Facts & Questions

Which is better, UV or Ozone?
Both are highly effective for disinfection, however, ozone requires considerably more knowledge and maintenance to operate and maintain. With UV systems, you simply turn on the lamp and let it run. Ozone also takes up a great deal more space than a UV system. 

Can I use UV with salt water pools?
In a salt water environment certain installation practices are required, however, UV will work effectively in a salt water pool.

Is there data to support what UV does?
Many studies have shown, and the US EPA recognizes, that UV is a highly effective method for disinfection and chloramines reduction. 

What do Health Departments require?
State health departments view UV as a supplemental treatment system for both disinfection and chloramines reduction.

Are there cost savings by using UV?
The answer lies in investigating what the owner/operator is presently keeping chlorine levels at. If the owner/operator are operating at close to break point chlorination they can expect to realise a saving as they will be able to reduce consumption by operating safely at, or near, minimum code requirements with UV installed and operating correctly.

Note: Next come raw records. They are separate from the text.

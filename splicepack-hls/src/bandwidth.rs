//! Per-stream bandwidth estimation.
//!
//! Playlist BANDWIDTH attributes need the peak segment rate;
//! AVERAGE-BANDWIDTH wants a rate over recent history. The estimator keeps a
//! sliding window of segment-sized blocks so a long-running live job tracks
//! the current encode rather than its whole history.

use std::collections::VecDeque;

use tracing::warn;

/// How many target durations of history the sliding window keeps.
const WINDOW_TARGET_DURATIONS: f64 = 10.0;

#[derive(Debug, Clone, Copy)]
struct Block {
    bits: u64,
    duration: f64,
}

/// Sliding-window bitrate estimator fed by segment sizes.
#[derive(Debug)]
pub struct BandwidthEstimator {
    window: VecDeque<Block>,
    window_duration: f64,
    total_bits: u64,
    total_duration: f64,
    max_bitrate: u64,
}

impl BandwidthEstimator {
    /// Create an estimator; the window covers roughly ten target durations.
    pub fn new(target_segment_duration: f64) -> Self {
        Self {
            window: VecDeque::new(),
            window_duration: (target_segment_duration * WINDOW_TARGET_DURATIONS).max(1.0),
            total_bits: 0,
            total_duration: 0.0,
            max_bitrate: 0,
        }
    }

    /// Account one block of `size` bytes spanning `duration` seconds.
    pub fn add_block(&mut self, size: u64, duration: f64) {
        if duration <= 0.0 {
            warn!(size, duration, "ignoring block with non-positive duration");
            return;
        }

        let bits = size * 8;
        let bitrate = (bits as f64 / duration).round() as u64;
        self.max_bitrate = self.max_bitrate.max(bitrate);

        self.window.push_back(Block { bits, duration });
        self.total_bits += bits;
        self.total_duration += duration;

        while let Some(front) = self.window.front() {
            if self.total_duration - front.duration < self.window_duration {
                break;
            }
            self.total_bits -= front.bits;
            self.total_duration -= front.duration;
            self.window.pop_front();
        }
    }

    /// Peak per-block bitrate in bits per second, over the whole stream.
    pub fn max(&self) -> u64 {
        self.max_bitrate
    }

    /// Average bitrate over the window, in bits per second.
    pub fn estimate(&self) -> u64 {
        if self.total_duration <= 0.0 {
            return 0;
        }
        (self.total_bits as f64 / self.total_duration).round() as u64
    }
}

Why Medium Pressure instead of Low Pressure?
In a swimming pool application several factors contribute to the effectiveness of medium pressure lamps over low pressure lamps, namely medium pressure is more effective since the emission spectra of MP lamps are a better match to the UV spectra of chlorine and chloramines.

Will I still have to use Chlorine?
Yes. In a swimming pool environment UV systems do not treat all of the water in the pool in one single pass, as in other applications. Chlorine is still needed as a disinfectant. However, less is required.

What is typical lamp life?
Typically the average life of a lamp is around 12,000 hours, which equates to one year of continuous use or two years for an outdoor facility. However, lamp life will diminish if the system is frequently turned on and off.